Let me begin by considering the question of what part of your brain you are in by means of a thought experiment. Let's say we flash a bright light at you, and record the responses of the neurons all over your brain. The information goes from the retina through the optical nerve, then the thalamus, then the primary visual cortex, then to subsequent areas being processed and processed, and then...you see it.
Suppose I could selectively "block off" those pathways by temporarily disabling the neurons in a specific region. Let's say I flashed the light at you, and "isolated" your primary visual cortex V1 (in the back of the brain) from the rest of your brain by blocking all its projections to those parts until 1 second after the flash, and then allowed it to interact with the rest of the brain again, and after a further few seconds, asked you "Did you see it?". You would probably say "no". Now suppose I placed the "blockage" around a larger area of your brain surrounding V1, and did the same thing, and kept encompassing larger and larger areas. Eventually, I would be doing what would amount to "sectioning off" just a small piece in the front of your brain. At what point would you say you "saw" it? I would argue that it makes sense to define the location of the brain that you actually saw the flash based on this question.
Note however that it is important that the "blockage" be removed before you are asked if you saw the flash. Otherwise, you could simply be unable to report the experience because you cannot control the part of your brain responsible for speech (Broca's area) due to its being "sectioned off" or didn't actually hear the questions asked. By removing the blockage, we make sure that these issues don't arise and we can thus address the question of where in the brain the experience of seeing the flash occurred.
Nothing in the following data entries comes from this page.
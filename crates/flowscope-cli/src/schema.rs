//! Loads the `--schema FILE` JSON document into a `DictSchemaProvider`.

use anyhow::{Context, Result};
use flowscope_core::DictSchemaProvider;
use std::collections::BTreeMap;
use std::path::Path;

/// Parses a JSON object mapping `table_name` -> array of column names
/// (spec.md §6) into a `DictSchemaProvider`.
pub fn load_schema(path: &Path) -> Result<DictSchemaProvider> {
    let content = std::fs::read_to_string(path)
        .with_context(|| format!("failed to read schema file: {}", path.display()))?;
    let tables: BTreeMap<String, Vec<String>> = serde_json::from_str(&content)
        .with_context(|| format!("schema file is not a JSON object of table -> columns: {}", path.display()))?;
    Ok(DictSchemaProvider::from_map(tables))
}
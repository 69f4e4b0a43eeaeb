//! `TableDefinition` (spec.md §3): a table's column lineage registered
//! inside a `TableRegistry`.

use super::lineage::{ColumnLineage, TableType};
use indexmap::IndexMap;
use schemars::JsonSchema;
use serde::{Deserialize, Serialize};

#[derive(Debug, Clone, Serialize, Deserialize, JsonSchema)]
pub struct TableDefinition {
    pub name: String,
    /// Insertion order is the declaration order; used by position-based
    /// INSERT column matching.
    pub columns: IndexMap<String, ColumnLineage>,
    pub table_type: TableType,
    #[serde(default, skip_serializing_if = "Option::is_none")]
    pub created_by_sql: Option<String>,
    #[serde(default, skip_serializing_if = "Option::is_none")]
    pub created_at_statement: Option<usize>,
    pub is_source_table: bool,
    pub is_recursive: bool,
    #[serde(default, skip_serializing_if = "Option::is_none")]
    pub schema: Option<String>,
    #[serde(default, skip_serializing_if = "Option::is_none")]
    pub database: Option<String>,
}

impl TableDefinition {
    pub fn new(name: impl Into<String>, table_type: TableType) -> Self {
        let is_source_table = table_type == TableType::External;
        Self {
            name: name.into(),
            columns: IndexMap::new(),
            table_type,
            created_by_sql: None,
            created_at_statement: None,
            is_source_table,
            is_recursive: false,
            schema: None,
            database: None,
        }
    }

    pub fn with_created_by_sql(mut self, sql: impl Into<String>) -> Self {
        self.created_by_sql = Some(sql.into());
        self
    }

    pub fn with_recursive(mut self, is_recursive: bool) -> Self {
        self.is_recursive = is_recursive;
        self
    }

    /// Inserts a column, or merges it into an existing column of the same
    /// name (spec.md §4.5).
    pub fn add_column(&mut self, lineage: ColumnLineage) {
        match self.columns.get_mut(&lineage.name) {
            Some(existing) => existing.merge_from(lineage),
            None => {
                self.columns.insert(lineage.name.clone(), lineage);
            }
        }
    }

    pub fn has_column(&self, name: &str) -> bool {
        self.columns.contains_key(name)
    }

    pub fn get_column(&self, name: &str) -> Option<&ColumnLineage> {
        self.columns.get(name)
    }

    pub fn column_names(&self) -> Vec<&str> {
        self.columns.keys().map(String::as_str).collect()
    }
}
We could of course do an analogous thing for the other senses. For instance, we could present some sound (say that of running water) to you while "sectioning off" your auditory cortices (A1) until one second after the sound ends, and then remove the blockage, wait a moment, and ask if you heard it. And then we could repeat the experiment while moving the "blockage" so as to encompass increasingly large areas of the cerebral cortex surrounding A1 in each hemisphere, until you responded with a "yes".
If it turns out that in fact the experiences all occur in some area of the brain (which may of course be large, even encompassing more than 50% of the cortex) then, I argue, it makes sense to say that is where you are.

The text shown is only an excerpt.